What is being asked →
Scan the material below for "SetQueueRequest", then return each line that contains it.

● ● ●

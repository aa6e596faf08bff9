//! HTTP request handlers
//!
//! REST endpoints for playback control. State-mutating handlers respond with
//! the fresh player snapshot so UIs can reconcile immediately.

use crate::api::server::AppContext;
use crate::error::Error;
use crate::playback::engine::PlayerSnapshot;
use axum::{
    extract::{Path, State},
    http::StatusCode,
    Json,
};
use playcast_common::model::{ItemKey, ItemKind, PlayableItem, PlaybackMode, PlaybackPreferences};
use serde::{Deserialize, Serialize};
use tracing::error;

// ============================================================================
// Request/Response Types
// ============================================================================

#[derive(Debug, Serialize)]
pub struct HealthResponse {
    status: String,
    module: String,
    version: String,
}

#[derive(Debug, Serialize)]
pub struct ErrorResponse {
    error: String,
}

#[derive(Debug, Deserialize)]
pub struct LoadRequest {
    item: PlayableItem,
    #[serde(default = "default_autoplay")]
    autoplay: bool,
}

fn default_autoplay() -> bool {
    true
}

#[derive(Debug, Deserialize)]
#[serde(rename_all = "camelCase")]
pub struct SetQueueRequest {
    items: Vec<PlayableItem>,
    start_index: usize,
}

#[derive(Debug, Deserialize)]
pub struct EnqueueRequest {
    item: PlayableItem,
}

#[derive(Debug, Deserialize)]
pub struct JumpRequest {
    index: usize,
}

#[derive(Debug, Deserialize)]
pub struct SeekRequest {
    seconds: f64,
}

#[derive(Debug, Deserialize)]
pub struct VolumeRequest {
    /// Volume in [0.0, 1.0]; clamped
    volume: f32,
}

#[derive(Debug, Deserialize)]
pub struct ModeRequest {
    mode: PlaybackMode,
}

type HandlerResult<T> = Result<T, (StatusCode, Json<ErrorResponse>)>;

fn error_response(e: Error) -> (StatusCode, Json<ErrorResponse>) {
    let status = match &e {
        Error::BadRequest(_) => StatusCode::BAD_REQUEST,
        Error::Queue(_) => StatusCode::BAD_REQUEST,
        Error::Profile(_) => StatusCode::BAD_GATEWAY,
        _ => StatusCode::INTERNAL_SERVER_ERROR,
    };
    if status == StatusCode::INTERNAL_SERVER_ERROR {
        error!("Request failed: {}", e);
    }
    (
        status,
        Json(ErrorResponse {
            error: e.to_string(),
        }),
    )
}

// ============================================================================
// Health
// ============================================================================

/// GET /health - Health check endpoint
pub async fn health() -> Json<HealthResponse> {
    Json(HealthResponse {
        status: "ok".to_string(),
        module: "playcast-pe".to_string(),
        version: env!("CARGO_PKG_VERSION").to_string(),
    })
}

// ============================================================================
// Observable state
// ============================================================================

/// GET /player/state - Full observable player snapshot
pub async fn get_state(State(ctx): State<AppContext>) -> Json<PlayerSnapshot> {
    Json(ctx.engine.snapshot().await)
}

// ============================================================================
// Playback control
// ============================================================================

/// POST /player/load - Play a single item outside any queue context
pub async fn load_item(
    State(ctx): State<AppContext>,
    Json(req): Json<LoadRequest>,
) -> Json<PlayerSnapshot> {
    ctx.engine.load_item(req.item, req.autoplay).await;
    Json(ctx.engine.snapshot().await)
}

/// POST /player/queue - Replace the queue wholesale and start playing
pub async fn set_queue(
    State(ctx): State<AppContext>,
    Json(req): Json<SetQueueRequest>,
) -> HandlerResult<Json<PlayerSnapshot>> {
    ctx.engine
        .set_new_queue(req.items, req.start_index)
        .await
        .map_err(error_response)?;
    Ok(Json(ctx.engine.snapshot().await))
}

/// POST /player/queue/items - Append an item to the queue tail
pub async fn enqueue_item(
    State(ctx): State<AppContext>,
    Json(req): Json<EnqueueRequest>,
) -> Json<PlayerSnapshot> {
    ctx.engine.enqueue(req.item).await;
    Json(ctx.engine.snapshot().await)
}

/// DELETE /player/queue/items/:kind/:id - Remove an item by identity
pub async fn remove_item(
    State(ctx): State<AppContext>,
    Path((kind, id)): Path<(String, String)>,
) -> HandlerResult<Json<PlayerSnapshot>> {
    let kind: ItemKind = kind.parse().map_err(|_| {
        (
            StatusCode::BAD_REQUEST,
            Json(ErrorResponse {
                error: format!("unknown item kind: {}", kind),
            }),
        )
    })?;
    let key = ItemKey { kind, id };
    if !ctx.engine.remove_item(&key).await {
        return Err((
            StatusCode::NOT_FOUND,
            Json(ErrorResponse {
                error: format!("item {} not in queue", key),
            }),
        ));
    }
    Ok(Json(ctx.engine.snapshot().await))
}

/// POST /player/queue/jump - Move the cursor to a queue position and play it
pub async fn jump_to(
    State(ctx): State<AppContext>,
    Json(req): Json<JumpRequest>,
) -> HandlerResult<Json<PlayerSnapshot>> {
    ctx.engine
        .play_item_at(req.index)
        .await
        .map_err(error_response)?;
    Ok(Json(ctx.engine.snapshot().await))
}

/// POST /player/toggle - Flip play/pause
pub async fn toggle_play(State(ctx): State<AppContext>) -> Json<PlayerSnapshot> {
    ctx.engine.toggle_play().await;
    Json(ctx.engine.snapshot().await)
}

/// POST /player/next - Advance per the current playback mode
pub async fn play_next(State(ctx): State<AppContext>) -> Json<PlayerSnapshot> {
    ctx.engine.play_next().await;
    Json(ctx.engine.snapshot().await)
}

/// POST /player/previous - Step back to the previous item
pub async fn play_previous(State(ctx): State<AppContext>) -> Json<PlayerSnapshot> {
    ctx.engine.play_previous().await;
    Json(ctx.engine.snapshot().await)
}

/// POST /player/seek - Seek within the loaded item
pub async fn seek(
    State(ctx): State<AppContext>,
    Json(req): Json<SeekRequest>,
) -> Json<PlayerSnapshot> {
    ctx.engine.seek(req.seconds).await;
    Json(ctx.engine.snapshot().await)
}

// ============================================================================
// Live preference controls
// ============================================================================

/// POST /player/volume - Set volume now (no remote persistence)
pub async fn set_volume(
    State(ctx): State<AppContext>,
    Json(req): Json<VolumeRequest>,
) -> Json<PlayerSnapshot> {
    ctx.engine.change_volume(req.volume).await;
    Json(ctx.engine.snapshot().await)
}

/// POST /player/mode - Switch playback mode (no remote persistence)
pub async fn set_mode(
    State(ctx): State<AppContext>,
    Json(req): Json<ModeRequest>,
) -> Json<PlayerSnapshot> {
    ctx.engine.change_playback_mode(req.mode).await;
    Json(ctx.engine.snapshot().await)
}

/// POST /player/autoplay/toggle - Flip autoplay (no remote persistence)
pub async fn toggle_autoplay(State(ctx): State<AppContext>) -> Json<PlayerSnapshot> {
    ctx.engine.toggle_autoplay().await;
    Json(ctx.engine.snapshot().await)
}

// ============================================================================
// Preference persistence round-trips
// ============================================================================

/// GET /player/preferences - Live preference values
pub async fn get_preferences(State(ctx): State<AppContext>) -> Json<PlaybackPreferences> {
    Json(ctx.engine.preferences().await)
}

/// PUT /player/preferences - Explicit save: persist to the remote profile,
/// then mirror the stored values into the live engine. A remote failure
/// leaves live state untouched.
pub async fn save_preferences(
    State(ctx): State<AppContext>,
    Json(prefs): Json<PlaybackPreferences>,
) -> HandlerResult<Json<PlaybackPreferences>> {
    let saved = ctx
        .bridge
        .save(&ctx.engine, prefs)
        .await
        .map_err(|e| error_response(Error::Profile(e)))?;
    Ok(Json(saved))
}

/// POST /player/preferences/refresh - Re-seed live preferences from the
/// profile service (the login-time pull, exposed for session handoff)
pub async fn refresh_preferences(State(ctx): State<AppContext>) -> Json<PlaybackPreferences> {
    ctx.bridge.seed(&ctx.engine).await;
    Json(ctx.engine.preferences().await)
}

● ● ●

Answer to this task →
pub struct SetQueueRequest {
    Json(req): Json<SetQueueRequest>,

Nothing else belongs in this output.